DATASET CONTENT Start Marker
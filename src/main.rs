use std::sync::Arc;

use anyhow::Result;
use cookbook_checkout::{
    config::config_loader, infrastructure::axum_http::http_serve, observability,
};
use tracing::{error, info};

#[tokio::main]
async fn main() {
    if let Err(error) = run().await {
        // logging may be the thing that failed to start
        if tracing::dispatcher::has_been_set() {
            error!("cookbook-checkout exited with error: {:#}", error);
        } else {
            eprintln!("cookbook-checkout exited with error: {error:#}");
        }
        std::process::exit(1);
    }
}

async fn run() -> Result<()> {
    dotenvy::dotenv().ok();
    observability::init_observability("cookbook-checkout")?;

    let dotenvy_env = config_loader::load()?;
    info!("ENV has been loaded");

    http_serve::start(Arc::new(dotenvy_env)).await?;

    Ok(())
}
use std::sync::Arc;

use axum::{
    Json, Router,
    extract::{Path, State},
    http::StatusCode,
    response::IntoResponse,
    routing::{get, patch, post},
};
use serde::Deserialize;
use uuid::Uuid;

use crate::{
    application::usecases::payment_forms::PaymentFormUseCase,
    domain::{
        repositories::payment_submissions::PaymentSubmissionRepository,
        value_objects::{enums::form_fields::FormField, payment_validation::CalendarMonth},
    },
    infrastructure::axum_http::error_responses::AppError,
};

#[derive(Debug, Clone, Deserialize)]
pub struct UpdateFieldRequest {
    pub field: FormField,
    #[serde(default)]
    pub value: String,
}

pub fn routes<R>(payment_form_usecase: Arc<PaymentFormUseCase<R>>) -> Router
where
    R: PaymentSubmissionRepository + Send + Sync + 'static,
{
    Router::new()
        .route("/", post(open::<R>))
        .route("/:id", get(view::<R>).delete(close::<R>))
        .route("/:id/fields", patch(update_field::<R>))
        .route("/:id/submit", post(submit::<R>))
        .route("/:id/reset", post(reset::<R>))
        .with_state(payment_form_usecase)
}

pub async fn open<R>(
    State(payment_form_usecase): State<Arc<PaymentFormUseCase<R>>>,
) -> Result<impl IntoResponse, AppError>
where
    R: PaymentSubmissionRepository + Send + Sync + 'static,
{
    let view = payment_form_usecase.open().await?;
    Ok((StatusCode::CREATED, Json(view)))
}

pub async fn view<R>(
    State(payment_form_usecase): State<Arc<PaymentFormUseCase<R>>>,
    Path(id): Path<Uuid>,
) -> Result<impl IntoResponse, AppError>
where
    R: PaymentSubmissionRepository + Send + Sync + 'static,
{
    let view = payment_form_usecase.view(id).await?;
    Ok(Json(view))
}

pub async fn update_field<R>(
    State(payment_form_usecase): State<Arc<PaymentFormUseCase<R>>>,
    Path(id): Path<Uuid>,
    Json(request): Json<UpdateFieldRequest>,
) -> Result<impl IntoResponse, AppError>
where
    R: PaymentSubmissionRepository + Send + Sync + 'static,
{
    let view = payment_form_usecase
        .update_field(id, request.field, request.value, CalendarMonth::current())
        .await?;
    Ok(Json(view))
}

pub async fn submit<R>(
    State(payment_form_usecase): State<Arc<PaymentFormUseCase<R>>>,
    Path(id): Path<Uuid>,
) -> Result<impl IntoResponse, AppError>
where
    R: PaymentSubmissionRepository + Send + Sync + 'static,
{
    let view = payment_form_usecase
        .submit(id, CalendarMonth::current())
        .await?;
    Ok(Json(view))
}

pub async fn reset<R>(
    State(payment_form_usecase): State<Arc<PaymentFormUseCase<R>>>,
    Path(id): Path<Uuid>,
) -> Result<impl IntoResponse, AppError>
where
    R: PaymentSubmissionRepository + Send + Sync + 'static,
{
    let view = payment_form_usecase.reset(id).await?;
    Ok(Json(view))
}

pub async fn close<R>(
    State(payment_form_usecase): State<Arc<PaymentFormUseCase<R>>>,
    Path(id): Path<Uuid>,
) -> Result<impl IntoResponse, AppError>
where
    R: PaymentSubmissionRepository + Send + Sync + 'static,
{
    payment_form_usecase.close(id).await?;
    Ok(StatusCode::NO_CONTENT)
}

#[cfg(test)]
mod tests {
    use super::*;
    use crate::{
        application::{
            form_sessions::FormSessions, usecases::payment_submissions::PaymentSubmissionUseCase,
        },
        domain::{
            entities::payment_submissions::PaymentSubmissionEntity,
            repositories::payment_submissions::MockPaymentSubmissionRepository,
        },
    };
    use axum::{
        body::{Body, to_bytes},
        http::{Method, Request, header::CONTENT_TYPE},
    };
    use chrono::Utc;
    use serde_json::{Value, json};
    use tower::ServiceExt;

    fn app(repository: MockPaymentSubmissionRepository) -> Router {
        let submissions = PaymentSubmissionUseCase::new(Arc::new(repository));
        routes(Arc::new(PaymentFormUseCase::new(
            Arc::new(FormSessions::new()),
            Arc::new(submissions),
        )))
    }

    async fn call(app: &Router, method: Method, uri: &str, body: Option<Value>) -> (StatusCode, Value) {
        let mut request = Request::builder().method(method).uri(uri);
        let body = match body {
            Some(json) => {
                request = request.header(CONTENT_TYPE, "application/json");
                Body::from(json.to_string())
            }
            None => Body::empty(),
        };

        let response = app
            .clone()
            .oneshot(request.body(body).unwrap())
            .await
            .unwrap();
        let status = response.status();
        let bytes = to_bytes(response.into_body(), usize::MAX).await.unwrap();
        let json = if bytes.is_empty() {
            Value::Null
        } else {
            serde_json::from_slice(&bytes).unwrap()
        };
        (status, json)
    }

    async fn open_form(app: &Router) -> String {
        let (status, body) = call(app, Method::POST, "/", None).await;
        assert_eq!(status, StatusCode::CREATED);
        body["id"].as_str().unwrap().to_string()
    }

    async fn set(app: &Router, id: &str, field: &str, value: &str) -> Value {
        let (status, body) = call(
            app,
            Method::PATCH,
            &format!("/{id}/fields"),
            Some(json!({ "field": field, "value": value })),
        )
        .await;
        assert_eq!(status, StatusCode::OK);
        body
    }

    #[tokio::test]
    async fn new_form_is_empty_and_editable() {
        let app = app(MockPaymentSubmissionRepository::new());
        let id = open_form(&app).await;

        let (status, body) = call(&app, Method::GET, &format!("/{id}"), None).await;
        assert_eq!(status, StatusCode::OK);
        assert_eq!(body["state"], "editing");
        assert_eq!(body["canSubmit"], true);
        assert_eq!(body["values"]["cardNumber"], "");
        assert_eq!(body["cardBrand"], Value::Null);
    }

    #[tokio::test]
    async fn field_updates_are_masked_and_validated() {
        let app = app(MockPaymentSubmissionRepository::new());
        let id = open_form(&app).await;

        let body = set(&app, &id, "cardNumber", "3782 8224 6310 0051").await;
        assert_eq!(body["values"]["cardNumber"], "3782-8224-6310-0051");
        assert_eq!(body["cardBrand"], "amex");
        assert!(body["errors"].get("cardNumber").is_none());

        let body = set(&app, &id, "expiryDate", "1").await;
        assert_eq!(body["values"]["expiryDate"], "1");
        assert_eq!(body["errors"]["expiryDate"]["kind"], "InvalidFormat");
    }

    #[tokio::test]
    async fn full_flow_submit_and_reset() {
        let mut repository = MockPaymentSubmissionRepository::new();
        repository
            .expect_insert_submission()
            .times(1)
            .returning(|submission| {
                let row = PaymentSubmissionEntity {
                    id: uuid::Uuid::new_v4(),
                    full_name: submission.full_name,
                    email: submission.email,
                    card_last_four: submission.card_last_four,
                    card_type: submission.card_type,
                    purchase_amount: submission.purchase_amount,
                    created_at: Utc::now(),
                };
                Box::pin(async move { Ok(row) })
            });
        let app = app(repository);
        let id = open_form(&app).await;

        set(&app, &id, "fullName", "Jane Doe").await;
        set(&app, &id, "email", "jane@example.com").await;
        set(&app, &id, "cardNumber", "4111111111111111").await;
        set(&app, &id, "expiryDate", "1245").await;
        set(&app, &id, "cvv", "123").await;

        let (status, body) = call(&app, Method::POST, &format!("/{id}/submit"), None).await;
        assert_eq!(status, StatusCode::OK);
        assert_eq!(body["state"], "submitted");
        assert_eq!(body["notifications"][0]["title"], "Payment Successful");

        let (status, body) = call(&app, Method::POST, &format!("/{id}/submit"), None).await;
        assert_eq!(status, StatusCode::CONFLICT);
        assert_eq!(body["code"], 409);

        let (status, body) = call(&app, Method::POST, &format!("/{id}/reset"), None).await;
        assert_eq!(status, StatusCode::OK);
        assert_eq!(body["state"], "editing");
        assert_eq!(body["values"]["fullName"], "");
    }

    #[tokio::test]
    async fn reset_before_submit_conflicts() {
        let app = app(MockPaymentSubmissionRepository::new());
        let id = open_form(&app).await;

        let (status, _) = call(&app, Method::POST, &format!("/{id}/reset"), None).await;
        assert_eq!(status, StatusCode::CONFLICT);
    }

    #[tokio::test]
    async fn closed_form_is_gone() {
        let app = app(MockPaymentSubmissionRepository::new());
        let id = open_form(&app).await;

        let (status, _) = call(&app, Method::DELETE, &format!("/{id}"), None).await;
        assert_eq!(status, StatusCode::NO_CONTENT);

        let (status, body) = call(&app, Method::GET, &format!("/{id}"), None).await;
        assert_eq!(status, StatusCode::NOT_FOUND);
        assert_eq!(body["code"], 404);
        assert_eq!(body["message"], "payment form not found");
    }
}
DATASET CONTENT End Marker
**AIM OF THE TASK**
Copy out every line of the data that includes the word "cardBrand".

**EXERCISE RESPONSE**
        assert_eq!(body["cardBrand"], Value::Null);
        assert_eq!(body["cardBrand"], "amex");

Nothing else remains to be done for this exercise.